Editorial del programa Razón de Estado número 156
Intelectuales, filósofos y maestros aseguran que el conocimiento es la fuente de la sabiduría. Conocer y aprender para poder, e insisten en que sólo así se debería acceder al poder político, por la extraordinaria responsabilidad que conlleva.
El poder político, afirman, debe estar en el pedestal de un código de valores éticos, respetables y respetados; sólo así pueden los pueblos aspirar a alcanzar bienestar.
El occidente democrático y desarrollado alcanzó altos niveles de prosperidad por tener economías abiertas, con reglas claras y certeza jurídica, en un marco de democracias liberales con división de poderes que respetan las libertades civiles y la propiedad privada.
Los países ricos desarrollaron tecnología de punta, han logrado altos niveles de control en la ciencia y llegaron a la gran recesión de 2008 con más planes y ambiciones que promesas y certezas. Siete años después del 9/11.
Lo que empezó a fallar desde aquella recesión y se hizo más evidente con la pandemia es que con al expansión de bienestar material en la última década del siglo XX y la primera del siglo XXI y la llegada de una nueva generación de ciudadanos distraídos, y con frecuencia presuntuosos, se relajaron los valores y se perdió el concepto, el espíritu y la relación entre el trabajo, el esfuerzo y la recompensa.
Hoy, son demasiados los jóvenes que quieren trabajar poco, ganar mucho, y si es posible, que todo sea gratis.
Es cierto que la era exponencial en la tecnología, la recesión de 2008, los rezagos en el sistema educativo planetario, la globalización y la pandemia, han hecho más difícil que los jóvenes consigan buenos trabajos y han hecho más fácil que los viejos pierdan los suyos.
Este es el mundo que estamos viviendo, un mundo en el que están fallando dos factores fundamentales: el primero, la política.
Es evidente la ausencia de hombres y mujeres de Estado que aclaren y den respuesta. Es evidente la escasez de líderes capaces de capitanear los desafíos del presente con visión de futuro.
A estas ausencias se suman la pérdida de respeto por la norma democrática, la violación constante a la división de poderes y el desacato al Estado de derecho.
El segundo factor fundamental que está fallando es la persona, el ciudadano, el ser humano. A las generaciones de antes, gente trabajadora que vivió dos guerras, la pandemia del 17 y la depresión económica del 29, la vida los hizo austeros, humanos, respetuosos. Gastaban poco aunque tuvieran y cuando les preguntaban “¿Por qué?” respondían “Porque no hay más barato”. Sobriedad que ejercían no solo en lo económico sino en todos los actos de su vida.

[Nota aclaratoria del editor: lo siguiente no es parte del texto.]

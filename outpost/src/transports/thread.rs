use std::sync::{Arc, RwLock};
use std::time::{Duration, Instant};

use outpost_core::outpost_debug;

use super::{
    admit, deliver, is_rate_limited, DeliveryResponse, RateLimiter, SharedRateLimiter,
    TransportError,
};
use crate::protocol::DataCategory;
use crate::{BatchConfig, BatchEmitter, ClientOptions, Envelope, Transport};

/// A [`Transport`] delivering envelopes from a background worker.
///
/// Envelopes are queued on a [`BatchEmitter`] sized by the
/// `transport_batch_size`, `transport_batch_timeout` and `queue_full_policy`
/// options.  The worker calls `send` once per envelope.  Rate limited items
/// are removed before they enter the queue.
pub struct AsyncTransport {
    emitter: BatchEmitter<Envelope>,
    rate_limiter: SharedRateLimiter,
}

impl AsyncTransport {
    /// Creates a new transport sending envelopes with `send`.
    ///
    /// # Examples
    ///
    /// ```
    /// use outpost::transports::{AsyncTransport, DeliveryResponse};
    /// use outpost::ClientOptions;
    ///
    /// let transport = AsyncTransport::new(&ClientOptions::default(), |envelope| {
    ///     let _body = envelope.to_vec()?;
    ///     Ok(DeliveryResponse {
    ///         status: 200,
    ///         ..Default::default()
    ///     })
    /// });
    /// ```
    pub fn new<SendFn>(options: &ClientOptions, mut send: SendFn) -> Self
    where
        SendFn: FnMut(Envelope) -> Result<DeliveryResponse, TransportError> + Send + 'static,
    {
        let rate_limiter = Arc::new(RwLock::new(RateLimiter::new()));
        let limiter = rate_limiter.clone();
        let config = BatchConfig {
            name: "transport",
            batch_size: options.transport_batch_size,
            batch_timeout: options.transport_batch_timeout,
            queue_full_policy: options.queue_full_policy,
        };
        let emitter = BatchEmitter::new(config, move |envelopes: Vec<Envelope>| {
            for envelope in envelopes {
                deliver(&mut send, &limiter, envelope);
            }
        });
        emitter.start();
        AsyncTransport {
            emitter,
            rate_limiter,
        }
    }

    /// The number of envelopes dropped because the queue was full.
    pub fn dropped_count(&self) -> u64 {
        self.emitter.dropped_count()
    }
}

impl Transport for AsyncTransport {
    fn send_envelope(&self, envelope: Envelope) {
        let Some(envelope) = admit(&self.rate_limiter, envelope) else {
            return;
        };
        if !self.emitter.enqueue(envelope) {
            outpost_debug!("[AsyncTransport] Envelope rejected, transport is shut down or full");
        }
    }

    fn flush(&self, timeout: Duration) -> bool {
        self.emitter.flush(timeout)
    }

    fn flush_until(&self, deadline: Instant) -> bool {
        self.emitter.flush_until(deadline)
    }

    fn shutdown(&self, timeout: Duration) -> bool {
        self.emitter.shutdown(timeout)
    }

    fn is_rate_limited(&self, category: DataCategory) -> bool {
        is_rate_limited(&self.rate_limiter, category)
    }
}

La vida es un laberinto de falsos dilemas donde muchas veces vemos las trampas cuando ya es muy tarde. Esto sucede en las relaciones personales, en la familia, en la vida laboral; en la política.
Hoy cuesta encontrar la verdad, no distinguimos los límites entre la realidad y la ficción. Desaprendimos a reducir las ideas a su justo tamaño.
El evidente derrumbe de los valores de la democracia, de la libertad y de la vida ejemplar, debiera motivar al ciudadano a fortalecer la sabiduría y el desarrollo personal. Por eso hay que volver a apostar por el conocimiento para rescatar al ser humano, y a través de él, la educación y la política.
Debemos convertir esta misión en el desafío del siglo XXI, un desafío que tenga la fuerza espiritual para transformar la mente, para cambiar nuestra manera de pensar, de ver el mundo, la manera de resolver nuestros problemas, la forma de ayudar a los demás. Un desafío que tenga como faro principal, la defensa incontestable de nuestra libertad.
Con un compromiso de honor por estas causas, rescatemos el propósito de la especie humana para el mundo de hoy.